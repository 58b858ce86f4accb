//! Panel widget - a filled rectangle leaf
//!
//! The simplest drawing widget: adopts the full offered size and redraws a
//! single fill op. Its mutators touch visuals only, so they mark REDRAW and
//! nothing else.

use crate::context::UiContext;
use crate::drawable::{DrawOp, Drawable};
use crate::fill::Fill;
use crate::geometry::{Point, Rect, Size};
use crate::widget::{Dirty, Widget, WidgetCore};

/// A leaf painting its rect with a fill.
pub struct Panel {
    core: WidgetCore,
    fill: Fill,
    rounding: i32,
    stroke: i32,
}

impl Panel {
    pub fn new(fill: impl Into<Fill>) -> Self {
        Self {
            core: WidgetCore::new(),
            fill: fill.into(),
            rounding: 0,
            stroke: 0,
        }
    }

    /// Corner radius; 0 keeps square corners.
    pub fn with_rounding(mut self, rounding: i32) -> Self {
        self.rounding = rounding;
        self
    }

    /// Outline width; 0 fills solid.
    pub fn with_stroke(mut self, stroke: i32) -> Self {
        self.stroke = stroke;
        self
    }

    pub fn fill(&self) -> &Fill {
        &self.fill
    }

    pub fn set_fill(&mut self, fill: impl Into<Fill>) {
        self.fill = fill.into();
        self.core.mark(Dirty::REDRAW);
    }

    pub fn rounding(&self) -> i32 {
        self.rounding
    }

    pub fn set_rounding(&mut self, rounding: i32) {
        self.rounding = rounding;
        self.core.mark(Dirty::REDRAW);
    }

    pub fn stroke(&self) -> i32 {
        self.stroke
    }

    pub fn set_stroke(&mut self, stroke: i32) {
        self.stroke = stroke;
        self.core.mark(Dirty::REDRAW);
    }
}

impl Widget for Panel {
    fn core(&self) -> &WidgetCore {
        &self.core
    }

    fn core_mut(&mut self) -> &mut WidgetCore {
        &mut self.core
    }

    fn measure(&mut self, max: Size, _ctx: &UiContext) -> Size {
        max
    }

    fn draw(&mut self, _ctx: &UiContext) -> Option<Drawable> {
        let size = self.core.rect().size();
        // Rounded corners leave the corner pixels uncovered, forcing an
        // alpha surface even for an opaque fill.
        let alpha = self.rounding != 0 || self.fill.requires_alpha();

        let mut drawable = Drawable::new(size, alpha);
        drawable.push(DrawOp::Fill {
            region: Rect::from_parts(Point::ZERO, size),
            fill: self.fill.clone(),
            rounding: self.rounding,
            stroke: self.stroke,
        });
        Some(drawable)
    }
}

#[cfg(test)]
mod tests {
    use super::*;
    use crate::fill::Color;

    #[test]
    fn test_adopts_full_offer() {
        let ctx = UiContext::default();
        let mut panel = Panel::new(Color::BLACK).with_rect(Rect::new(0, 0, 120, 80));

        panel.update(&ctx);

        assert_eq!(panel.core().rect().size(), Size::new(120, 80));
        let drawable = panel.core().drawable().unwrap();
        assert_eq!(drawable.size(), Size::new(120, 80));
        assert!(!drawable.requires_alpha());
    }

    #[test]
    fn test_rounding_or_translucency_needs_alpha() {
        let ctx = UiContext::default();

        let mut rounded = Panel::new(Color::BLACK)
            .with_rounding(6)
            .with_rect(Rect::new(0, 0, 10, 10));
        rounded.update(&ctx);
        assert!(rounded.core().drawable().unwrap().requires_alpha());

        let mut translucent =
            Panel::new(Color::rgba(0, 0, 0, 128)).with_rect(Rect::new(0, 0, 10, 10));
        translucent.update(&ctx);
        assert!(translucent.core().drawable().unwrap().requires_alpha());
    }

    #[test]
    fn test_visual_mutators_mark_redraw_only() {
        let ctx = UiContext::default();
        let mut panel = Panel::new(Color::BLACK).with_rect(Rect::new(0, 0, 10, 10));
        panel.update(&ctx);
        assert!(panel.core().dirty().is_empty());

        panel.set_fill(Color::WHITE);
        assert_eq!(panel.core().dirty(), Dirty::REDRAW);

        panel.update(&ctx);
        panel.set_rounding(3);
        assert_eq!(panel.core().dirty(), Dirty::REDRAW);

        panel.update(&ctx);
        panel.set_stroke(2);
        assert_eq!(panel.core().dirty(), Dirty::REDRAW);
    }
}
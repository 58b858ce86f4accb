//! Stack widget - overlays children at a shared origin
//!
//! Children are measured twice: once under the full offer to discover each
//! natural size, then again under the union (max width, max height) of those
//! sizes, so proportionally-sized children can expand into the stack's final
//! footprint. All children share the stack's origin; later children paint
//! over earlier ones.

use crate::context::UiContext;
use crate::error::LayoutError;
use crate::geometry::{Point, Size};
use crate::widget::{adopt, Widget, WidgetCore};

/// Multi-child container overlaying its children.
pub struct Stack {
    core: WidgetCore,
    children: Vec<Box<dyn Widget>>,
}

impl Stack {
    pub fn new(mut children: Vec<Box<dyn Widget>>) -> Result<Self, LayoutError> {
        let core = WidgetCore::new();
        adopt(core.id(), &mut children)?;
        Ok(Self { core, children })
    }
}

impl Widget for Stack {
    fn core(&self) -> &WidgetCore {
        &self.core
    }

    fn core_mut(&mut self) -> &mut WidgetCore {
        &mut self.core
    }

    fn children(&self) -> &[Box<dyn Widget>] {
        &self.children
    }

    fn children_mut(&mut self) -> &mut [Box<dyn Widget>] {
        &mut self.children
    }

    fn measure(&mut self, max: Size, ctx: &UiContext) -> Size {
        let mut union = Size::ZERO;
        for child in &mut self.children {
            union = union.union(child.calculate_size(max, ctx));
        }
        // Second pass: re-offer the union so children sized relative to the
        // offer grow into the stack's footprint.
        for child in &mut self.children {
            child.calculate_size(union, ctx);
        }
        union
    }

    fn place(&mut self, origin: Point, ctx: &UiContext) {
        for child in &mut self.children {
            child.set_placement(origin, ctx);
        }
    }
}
________
YOUR TASK = How many lines of the entries contain the word "under"? Only the number is wanted.

EXERCISE RESULT = 2